YOUR ASSIGNMENT – Please tally the lines in the material below that contain the word "attempted", and give the count only.

EXTRACTED RECORDS –

== == ==

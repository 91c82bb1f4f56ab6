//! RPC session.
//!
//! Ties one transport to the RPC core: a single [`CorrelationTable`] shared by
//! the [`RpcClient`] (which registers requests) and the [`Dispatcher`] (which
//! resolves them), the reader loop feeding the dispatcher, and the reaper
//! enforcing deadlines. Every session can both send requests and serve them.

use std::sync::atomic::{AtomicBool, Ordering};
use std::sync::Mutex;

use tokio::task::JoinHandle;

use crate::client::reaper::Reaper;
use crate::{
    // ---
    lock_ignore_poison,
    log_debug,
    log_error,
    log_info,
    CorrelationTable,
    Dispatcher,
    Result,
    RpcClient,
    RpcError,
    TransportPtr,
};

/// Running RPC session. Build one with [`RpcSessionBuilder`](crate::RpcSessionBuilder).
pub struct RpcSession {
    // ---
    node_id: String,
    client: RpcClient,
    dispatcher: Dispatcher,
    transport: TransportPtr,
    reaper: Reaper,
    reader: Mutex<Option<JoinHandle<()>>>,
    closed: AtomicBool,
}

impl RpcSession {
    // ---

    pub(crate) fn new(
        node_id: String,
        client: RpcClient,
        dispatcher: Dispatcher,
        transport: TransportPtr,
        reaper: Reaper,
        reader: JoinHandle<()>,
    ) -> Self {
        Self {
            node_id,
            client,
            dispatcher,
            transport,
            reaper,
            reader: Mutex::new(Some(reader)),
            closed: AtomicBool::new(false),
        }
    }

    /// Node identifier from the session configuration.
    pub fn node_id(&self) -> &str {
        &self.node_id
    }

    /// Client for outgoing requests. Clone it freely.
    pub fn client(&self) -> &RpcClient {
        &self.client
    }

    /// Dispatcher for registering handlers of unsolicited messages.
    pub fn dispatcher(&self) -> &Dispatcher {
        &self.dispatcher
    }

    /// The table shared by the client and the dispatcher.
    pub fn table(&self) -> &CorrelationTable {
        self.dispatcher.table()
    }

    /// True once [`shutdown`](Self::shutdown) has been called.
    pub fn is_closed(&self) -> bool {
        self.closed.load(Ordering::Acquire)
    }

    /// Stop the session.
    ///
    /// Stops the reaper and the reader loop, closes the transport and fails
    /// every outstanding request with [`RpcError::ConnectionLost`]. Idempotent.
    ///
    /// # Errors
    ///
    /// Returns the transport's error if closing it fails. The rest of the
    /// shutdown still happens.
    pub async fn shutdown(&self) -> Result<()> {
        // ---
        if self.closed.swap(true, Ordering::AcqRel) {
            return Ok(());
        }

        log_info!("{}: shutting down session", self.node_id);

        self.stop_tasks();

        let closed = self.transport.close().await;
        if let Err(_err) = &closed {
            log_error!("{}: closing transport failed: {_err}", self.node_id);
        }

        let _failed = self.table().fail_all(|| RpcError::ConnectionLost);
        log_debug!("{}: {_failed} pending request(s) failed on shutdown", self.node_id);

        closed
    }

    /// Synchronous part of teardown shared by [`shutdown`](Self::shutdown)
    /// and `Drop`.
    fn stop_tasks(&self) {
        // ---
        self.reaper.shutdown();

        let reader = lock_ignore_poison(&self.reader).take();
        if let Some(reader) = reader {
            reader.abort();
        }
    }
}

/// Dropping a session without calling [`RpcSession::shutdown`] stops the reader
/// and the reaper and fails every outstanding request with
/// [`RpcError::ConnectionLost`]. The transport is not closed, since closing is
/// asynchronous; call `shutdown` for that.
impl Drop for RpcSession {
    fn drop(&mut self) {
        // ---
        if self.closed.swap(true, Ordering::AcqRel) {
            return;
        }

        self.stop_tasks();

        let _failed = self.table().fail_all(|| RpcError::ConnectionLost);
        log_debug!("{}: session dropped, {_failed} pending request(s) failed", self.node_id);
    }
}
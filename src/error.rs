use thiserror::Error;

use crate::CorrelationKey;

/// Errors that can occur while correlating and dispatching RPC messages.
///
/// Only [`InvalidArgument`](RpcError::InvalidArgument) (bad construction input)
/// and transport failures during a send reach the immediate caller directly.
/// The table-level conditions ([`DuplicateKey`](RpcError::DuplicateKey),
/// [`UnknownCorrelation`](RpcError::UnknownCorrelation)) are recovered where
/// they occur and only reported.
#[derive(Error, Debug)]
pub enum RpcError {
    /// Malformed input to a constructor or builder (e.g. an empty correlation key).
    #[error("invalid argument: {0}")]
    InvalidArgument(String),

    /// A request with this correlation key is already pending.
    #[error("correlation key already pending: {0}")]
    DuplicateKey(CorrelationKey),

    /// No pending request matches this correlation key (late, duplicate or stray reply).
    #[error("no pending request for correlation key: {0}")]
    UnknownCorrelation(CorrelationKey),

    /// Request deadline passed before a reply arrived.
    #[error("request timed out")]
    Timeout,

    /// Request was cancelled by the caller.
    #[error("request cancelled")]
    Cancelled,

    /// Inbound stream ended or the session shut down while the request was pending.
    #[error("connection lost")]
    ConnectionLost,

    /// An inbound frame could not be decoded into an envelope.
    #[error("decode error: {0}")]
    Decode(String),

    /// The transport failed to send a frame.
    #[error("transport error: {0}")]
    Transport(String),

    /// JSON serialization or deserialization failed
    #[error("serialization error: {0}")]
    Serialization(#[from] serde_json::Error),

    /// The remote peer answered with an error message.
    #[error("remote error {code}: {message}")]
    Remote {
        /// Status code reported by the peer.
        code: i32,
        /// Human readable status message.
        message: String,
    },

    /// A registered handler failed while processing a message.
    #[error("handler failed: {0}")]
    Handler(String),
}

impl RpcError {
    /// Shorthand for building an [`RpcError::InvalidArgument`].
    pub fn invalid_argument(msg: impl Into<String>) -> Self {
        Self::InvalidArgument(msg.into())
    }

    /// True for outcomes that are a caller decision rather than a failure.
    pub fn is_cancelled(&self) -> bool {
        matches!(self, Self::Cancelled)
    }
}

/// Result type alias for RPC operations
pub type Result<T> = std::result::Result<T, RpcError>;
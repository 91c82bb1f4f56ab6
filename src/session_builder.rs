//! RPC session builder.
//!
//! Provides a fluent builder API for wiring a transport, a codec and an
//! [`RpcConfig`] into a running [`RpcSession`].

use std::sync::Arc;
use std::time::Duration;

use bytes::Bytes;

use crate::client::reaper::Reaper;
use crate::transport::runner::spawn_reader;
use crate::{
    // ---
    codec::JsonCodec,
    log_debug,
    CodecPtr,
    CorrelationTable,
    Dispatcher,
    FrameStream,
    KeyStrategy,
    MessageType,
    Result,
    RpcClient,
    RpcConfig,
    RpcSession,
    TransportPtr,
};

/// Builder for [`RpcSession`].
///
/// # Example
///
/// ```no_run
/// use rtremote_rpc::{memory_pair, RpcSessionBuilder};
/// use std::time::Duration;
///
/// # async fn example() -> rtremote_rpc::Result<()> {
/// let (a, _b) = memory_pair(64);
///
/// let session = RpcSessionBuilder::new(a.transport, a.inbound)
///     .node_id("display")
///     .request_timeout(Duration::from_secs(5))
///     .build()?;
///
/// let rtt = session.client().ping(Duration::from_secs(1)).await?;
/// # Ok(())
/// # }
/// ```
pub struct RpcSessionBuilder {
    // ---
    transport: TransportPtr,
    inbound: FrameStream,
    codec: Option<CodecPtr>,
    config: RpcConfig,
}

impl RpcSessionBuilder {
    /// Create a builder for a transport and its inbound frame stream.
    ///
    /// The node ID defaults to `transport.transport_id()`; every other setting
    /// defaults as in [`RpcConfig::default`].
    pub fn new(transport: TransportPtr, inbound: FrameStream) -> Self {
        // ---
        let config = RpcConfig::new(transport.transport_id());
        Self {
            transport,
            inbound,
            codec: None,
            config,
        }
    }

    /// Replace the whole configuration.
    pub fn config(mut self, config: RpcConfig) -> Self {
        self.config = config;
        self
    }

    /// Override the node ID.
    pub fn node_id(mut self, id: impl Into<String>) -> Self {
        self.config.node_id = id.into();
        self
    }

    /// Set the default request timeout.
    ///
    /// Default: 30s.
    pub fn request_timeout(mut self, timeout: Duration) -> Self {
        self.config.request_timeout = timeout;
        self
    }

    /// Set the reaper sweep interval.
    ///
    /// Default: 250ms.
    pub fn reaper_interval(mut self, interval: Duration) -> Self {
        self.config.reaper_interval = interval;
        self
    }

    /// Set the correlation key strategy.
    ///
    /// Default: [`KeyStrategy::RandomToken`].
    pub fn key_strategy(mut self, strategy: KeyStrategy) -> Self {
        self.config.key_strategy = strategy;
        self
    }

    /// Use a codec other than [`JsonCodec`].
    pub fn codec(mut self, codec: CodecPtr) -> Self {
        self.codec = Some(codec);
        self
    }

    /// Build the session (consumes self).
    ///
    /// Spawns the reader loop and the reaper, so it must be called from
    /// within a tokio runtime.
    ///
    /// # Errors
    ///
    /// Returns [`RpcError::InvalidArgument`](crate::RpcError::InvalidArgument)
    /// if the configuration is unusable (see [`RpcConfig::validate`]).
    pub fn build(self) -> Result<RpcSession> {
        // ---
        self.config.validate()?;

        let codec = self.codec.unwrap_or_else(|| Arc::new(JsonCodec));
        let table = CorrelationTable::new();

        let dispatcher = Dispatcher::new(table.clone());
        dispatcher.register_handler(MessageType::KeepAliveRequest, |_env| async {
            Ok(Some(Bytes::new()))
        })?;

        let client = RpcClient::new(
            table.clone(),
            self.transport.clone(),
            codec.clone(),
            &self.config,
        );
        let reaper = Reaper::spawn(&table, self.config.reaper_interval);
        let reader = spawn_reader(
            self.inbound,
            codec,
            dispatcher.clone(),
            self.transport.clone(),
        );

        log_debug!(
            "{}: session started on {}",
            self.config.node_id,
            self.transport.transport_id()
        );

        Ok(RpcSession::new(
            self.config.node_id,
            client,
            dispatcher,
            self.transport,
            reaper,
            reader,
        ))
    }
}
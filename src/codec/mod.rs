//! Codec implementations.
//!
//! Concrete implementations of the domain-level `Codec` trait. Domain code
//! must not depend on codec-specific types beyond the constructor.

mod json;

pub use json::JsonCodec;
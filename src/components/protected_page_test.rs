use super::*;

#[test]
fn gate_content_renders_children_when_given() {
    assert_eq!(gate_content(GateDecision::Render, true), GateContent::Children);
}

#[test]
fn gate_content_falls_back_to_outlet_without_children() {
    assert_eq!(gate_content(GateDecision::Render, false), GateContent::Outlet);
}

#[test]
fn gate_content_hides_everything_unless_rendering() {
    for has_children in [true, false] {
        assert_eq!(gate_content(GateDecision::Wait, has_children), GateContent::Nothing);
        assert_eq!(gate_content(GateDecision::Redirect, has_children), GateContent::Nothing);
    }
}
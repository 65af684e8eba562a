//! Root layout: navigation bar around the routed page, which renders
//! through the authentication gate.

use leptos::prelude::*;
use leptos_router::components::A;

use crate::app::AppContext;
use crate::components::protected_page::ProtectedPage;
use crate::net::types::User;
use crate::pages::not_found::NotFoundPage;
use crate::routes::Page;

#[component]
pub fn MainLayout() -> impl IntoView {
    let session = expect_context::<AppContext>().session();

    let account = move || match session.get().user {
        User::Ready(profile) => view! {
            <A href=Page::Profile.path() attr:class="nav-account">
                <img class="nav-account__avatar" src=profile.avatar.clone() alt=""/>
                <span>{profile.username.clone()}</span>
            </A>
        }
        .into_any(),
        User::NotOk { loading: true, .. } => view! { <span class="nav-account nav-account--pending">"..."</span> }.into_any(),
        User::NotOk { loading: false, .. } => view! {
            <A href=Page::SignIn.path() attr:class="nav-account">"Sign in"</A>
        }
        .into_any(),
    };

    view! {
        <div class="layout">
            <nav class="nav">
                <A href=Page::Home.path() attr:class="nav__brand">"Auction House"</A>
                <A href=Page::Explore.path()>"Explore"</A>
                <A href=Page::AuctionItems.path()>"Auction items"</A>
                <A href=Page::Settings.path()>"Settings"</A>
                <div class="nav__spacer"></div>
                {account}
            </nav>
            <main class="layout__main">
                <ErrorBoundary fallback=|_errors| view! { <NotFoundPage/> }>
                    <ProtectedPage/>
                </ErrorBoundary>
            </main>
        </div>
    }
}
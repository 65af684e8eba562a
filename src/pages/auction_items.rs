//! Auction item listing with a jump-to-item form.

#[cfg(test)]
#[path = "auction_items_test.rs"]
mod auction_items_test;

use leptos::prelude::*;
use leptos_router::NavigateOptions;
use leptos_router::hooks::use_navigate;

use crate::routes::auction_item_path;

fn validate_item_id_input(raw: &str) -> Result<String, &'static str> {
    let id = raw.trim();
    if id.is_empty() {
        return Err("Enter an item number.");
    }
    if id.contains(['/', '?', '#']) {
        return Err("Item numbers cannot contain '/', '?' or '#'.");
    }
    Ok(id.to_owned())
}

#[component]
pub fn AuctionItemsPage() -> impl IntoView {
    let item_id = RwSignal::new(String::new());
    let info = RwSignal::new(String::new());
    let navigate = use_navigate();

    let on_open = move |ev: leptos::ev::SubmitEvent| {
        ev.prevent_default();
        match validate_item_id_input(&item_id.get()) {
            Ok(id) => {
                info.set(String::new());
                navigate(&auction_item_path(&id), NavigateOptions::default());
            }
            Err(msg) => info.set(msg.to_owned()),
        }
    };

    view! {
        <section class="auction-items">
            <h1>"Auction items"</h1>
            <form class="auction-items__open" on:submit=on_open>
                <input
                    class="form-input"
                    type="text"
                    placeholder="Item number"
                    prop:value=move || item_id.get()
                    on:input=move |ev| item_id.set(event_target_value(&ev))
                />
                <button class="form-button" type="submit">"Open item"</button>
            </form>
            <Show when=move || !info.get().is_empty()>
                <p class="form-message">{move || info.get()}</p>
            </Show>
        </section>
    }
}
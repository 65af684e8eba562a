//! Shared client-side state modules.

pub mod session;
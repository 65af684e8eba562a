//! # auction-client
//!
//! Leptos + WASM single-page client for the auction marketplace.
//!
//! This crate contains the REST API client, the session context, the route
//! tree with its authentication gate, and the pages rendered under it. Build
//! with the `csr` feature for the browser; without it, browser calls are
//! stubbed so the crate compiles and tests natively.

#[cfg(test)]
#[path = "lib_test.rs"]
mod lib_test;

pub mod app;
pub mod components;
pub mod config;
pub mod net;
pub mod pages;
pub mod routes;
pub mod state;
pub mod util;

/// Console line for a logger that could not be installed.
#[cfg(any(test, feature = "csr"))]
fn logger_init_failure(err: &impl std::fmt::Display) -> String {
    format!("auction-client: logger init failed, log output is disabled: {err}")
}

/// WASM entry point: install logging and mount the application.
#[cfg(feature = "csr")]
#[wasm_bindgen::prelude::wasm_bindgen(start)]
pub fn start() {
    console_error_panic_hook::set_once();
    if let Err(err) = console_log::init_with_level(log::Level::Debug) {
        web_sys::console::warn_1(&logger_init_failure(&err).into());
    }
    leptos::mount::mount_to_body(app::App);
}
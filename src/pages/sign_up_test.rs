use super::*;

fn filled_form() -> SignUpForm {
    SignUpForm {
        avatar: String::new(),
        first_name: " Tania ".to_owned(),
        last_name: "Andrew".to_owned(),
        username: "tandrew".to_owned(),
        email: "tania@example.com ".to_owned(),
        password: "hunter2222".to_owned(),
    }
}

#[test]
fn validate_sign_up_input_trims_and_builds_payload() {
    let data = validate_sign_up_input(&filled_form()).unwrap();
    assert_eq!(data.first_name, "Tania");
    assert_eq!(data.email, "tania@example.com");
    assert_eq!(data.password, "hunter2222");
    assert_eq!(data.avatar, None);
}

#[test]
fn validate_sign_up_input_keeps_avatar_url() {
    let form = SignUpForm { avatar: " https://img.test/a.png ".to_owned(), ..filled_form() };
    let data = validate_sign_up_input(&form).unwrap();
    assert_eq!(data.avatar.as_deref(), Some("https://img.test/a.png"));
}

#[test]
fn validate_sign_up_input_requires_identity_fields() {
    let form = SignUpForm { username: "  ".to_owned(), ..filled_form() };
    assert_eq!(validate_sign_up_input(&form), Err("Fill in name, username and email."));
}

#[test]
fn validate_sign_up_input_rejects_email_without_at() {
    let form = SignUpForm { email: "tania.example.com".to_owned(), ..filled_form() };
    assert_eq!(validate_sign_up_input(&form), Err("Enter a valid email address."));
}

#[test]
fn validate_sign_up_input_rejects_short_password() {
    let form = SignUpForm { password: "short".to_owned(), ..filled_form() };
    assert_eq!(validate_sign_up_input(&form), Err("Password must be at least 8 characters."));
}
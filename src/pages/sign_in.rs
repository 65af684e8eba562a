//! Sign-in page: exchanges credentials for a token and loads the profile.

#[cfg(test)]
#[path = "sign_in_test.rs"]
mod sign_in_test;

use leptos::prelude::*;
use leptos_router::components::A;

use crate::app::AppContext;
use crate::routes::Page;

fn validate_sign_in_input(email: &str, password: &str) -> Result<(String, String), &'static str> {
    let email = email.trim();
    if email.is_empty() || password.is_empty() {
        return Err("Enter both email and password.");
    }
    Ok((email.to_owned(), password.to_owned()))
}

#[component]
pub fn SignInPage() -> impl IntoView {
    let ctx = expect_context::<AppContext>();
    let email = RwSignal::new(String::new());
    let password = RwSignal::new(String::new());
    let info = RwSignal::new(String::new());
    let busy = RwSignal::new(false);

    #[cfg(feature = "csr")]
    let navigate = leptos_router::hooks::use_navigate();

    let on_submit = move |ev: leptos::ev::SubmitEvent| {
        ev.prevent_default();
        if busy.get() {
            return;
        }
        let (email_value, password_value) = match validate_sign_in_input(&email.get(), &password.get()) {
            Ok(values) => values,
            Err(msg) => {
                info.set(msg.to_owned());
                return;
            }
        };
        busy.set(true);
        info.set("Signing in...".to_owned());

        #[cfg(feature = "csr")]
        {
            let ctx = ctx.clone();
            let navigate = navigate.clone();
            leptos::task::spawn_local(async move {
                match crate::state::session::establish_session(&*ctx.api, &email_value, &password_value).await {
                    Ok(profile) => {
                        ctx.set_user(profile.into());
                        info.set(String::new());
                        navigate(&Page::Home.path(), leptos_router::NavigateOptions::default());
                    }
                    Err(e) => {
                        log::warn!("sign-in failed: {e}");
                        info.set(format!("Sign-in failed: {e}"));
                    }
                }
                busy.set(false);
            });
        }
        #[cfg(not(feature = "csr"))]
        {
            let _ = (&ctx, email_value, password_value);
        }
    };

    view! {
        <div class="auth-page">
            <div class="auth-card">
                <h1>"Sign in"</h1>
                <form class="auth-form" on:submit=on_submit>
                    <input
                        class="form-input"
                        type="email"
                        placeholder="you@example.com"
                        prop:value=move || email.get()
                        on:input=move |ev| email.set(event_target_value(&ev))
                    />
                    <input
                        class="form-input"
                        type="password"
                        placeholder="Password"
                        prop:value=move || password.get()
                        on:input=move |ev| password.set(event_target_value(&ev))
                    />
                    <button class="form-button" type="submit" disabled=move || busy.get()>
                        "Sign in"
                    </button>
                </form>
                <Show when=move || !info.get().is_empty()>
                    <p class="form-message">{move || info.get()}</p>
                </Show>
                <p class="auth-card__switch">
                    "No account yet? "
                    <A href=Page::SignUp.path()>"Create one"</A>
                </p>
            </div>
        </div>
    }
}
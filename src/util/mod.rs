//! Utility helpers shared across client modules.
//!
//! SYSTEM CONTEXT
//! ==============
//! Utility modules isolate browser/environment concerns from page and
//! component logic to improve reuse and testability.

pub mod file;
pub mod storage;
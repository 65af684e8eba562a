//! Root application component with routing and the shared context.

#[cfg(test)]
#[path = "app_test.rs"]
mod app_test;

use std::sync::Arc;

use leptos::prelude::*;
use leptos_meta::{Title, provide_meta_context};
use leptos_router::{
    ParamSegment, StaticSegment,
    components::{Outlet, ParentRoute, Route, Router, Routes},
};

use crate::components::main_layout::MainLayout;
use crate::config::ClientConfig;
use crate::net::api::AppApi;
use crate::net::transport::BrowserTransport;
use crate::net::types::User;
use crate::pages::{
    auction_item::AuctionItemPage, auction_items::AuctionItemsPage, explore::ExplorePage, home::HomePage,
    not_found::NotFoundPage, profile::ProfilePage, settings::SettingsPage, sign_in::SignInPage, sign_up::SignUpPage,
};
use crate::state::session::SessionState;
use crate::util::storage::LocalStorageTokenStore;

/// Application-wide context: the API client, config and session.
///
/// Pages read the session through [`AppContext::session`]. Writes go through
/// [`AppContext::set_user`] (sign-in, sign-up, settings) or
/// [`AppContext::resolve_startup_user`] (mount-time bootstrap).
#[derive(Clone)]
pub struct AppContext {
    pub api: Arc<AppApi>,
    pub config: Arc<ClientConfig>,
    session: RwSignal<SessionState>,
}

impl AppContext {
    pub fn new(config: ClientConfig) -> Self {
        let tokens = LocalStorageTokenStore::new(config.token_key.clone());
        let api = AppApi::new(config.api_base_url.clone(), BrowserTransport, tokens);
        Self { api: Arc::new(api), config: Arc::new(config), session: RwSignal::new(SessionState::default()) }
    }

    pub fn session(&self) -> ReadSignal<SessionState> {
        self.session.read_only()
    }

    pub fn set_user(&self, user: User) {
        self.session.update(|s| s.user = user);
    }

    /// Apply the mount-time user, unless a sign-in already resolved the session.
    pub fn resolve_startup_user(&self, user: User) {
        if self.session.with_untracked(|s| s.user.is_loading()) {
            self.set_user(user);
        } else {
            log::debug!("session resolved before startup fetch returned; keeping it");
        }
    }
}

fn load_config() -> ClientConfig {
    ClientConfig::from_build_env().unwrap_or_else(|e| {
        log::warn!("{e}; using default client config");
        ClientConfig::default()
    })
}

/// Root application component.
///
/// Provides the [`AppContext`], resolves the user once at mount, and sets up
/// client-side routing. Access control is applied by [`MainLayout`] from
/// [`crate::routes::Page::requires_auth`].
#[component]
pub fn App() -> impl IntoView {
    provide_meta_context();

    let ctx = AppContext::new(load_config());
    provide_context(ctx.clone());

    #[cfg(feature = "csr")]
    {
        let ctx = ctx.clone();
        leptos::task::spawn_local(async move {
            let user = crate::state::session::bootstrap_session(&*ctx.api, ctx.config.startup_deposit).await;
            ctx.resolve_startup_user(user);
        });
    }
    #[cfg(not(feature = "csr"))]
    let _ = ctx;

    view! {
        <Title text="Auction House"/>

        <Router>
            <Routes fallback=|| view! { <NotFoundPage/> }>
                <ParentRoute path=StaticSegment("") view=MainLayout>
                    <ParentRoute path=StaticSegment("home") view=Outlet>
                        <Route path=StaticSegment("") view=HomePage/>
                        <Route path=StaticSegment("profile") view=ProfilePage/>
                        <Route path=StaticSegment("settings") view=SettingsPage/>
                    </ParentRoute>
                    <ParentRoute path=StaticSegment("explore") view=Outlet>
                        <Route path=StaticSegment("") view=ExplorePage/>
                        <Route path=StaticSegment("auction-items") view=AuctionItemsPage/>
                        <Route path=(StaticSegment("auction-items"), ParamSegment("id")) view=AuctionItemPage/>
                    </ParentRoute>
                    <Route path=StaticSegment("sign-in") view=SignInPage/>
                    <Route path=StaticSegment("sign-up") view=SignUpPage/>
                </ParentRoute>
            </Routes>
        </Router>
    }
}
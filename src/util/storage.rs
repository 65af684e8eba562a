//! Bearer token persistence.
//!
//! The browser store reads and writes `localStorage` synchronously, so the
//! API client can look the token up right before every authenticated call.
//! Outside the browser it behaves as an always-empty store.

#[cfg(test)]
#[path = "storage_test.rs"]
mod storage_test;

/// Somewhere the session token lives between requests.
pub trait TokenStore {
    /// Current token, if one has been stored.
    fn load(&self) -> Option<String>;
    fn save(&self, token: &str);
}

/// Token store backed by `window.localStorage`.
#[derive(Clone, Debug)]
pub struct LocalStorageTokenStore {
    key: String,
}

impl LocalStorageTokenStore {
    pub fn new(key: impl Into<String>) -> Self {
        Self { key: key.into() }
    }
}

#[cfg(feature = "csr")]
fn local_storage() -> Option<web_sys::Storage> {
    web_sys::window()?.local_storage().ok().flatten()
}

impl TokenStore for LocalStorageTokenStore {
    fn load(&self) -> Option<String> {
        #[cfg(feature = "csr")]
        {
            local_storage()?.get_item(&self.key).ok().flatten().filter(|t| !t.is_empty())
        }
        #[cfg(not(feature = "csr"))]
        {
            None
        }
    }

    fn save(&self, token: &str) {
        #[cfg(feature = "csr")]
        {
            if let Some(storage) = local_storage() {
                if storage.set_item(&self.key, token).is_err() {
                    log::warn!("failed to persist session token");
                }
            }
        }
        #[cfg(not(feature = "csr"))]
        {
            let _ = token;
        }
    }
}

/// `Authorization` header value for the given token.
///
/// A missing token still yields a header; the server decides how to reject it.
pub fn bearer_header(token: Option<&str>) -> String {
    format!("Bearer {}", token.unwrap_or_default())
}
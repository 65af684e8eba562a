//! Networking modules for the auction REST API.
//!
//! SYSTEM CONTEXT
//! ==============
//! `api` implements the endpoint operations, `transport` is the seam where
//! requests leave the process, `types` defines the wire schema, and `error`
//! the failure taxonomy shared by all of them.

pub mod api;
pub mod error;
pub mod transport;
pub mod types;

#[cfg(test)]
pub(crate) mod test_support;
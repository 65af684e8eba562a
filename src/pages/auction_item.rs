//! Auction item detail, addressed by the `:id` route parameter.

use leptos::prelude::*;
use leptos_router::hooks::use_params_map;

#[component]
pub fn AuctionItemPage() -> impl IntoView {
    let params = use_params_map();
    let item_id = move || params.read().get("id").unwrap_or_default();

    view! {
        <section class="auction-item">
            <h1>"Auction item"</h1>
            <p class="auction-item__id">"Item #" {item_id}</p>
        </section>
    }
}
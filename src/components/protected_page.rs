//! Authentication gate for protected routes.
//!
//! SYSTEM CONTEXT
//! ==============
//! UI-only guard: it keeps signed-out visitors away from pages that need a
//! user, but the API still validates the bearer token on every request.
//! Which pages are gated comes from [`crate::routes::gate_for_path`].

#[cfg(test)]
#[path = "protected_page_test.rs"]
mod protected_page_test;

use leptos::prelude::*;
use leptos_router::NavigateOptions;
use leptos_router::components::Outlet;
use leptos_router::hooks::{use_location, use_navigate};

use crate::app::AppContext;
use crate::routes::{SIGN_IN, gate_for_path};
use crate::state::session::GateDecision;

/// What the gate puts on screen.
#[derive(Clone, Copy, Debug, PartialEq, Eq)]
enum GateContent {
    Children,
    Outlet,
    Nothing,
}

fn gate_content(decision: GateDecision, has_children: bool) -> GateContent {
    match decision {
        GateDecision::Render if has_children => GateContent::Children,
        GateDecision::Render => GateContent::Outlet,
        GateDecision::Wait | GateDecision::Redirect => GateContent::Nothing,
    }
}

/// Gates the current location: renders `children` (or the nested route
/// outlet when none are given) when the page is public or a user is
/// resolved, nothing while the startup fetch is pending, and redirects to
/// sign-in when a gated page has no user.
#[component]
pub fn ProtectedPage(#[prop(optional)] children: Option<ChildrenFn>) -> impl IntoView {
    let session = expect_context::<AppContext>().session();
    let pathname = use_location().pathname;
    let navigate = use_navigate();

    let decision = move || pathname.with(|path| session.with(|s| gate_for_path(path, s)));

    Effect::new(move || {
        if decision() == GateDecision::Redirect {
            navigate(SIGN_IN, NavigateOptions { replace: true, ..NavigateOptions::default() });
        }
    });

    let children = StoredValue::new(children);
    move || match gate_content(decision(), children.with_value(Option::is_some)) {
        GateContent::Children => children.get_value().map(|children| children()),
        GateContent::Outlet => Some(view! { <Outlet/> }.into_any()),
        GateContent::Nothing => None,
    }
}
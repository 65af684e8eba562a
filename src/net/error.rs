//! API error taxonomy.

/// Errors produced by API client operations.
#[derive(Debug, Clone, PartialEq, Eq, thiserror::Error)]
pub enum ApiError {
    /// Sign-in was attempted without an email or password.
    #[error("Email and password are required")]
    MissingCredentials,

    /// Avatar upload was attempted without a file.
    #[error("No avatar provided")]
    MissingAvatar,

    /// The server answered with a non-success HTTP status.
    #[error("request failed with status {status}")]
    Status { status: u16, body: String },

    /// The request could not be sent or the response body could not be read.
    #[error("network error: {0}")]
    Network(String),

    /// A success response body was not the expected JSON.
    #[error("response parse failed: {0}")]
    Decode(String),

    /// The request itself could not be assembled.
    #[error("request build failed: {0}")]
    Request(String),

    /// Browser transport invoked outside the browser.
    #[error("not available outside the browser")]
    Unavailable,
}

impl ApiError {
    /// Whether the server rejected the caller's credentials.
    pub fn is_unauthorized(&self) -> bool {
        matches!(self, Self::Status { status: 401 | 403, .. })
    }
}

== == ==

ANSWER TO THIS PROBLEM – 2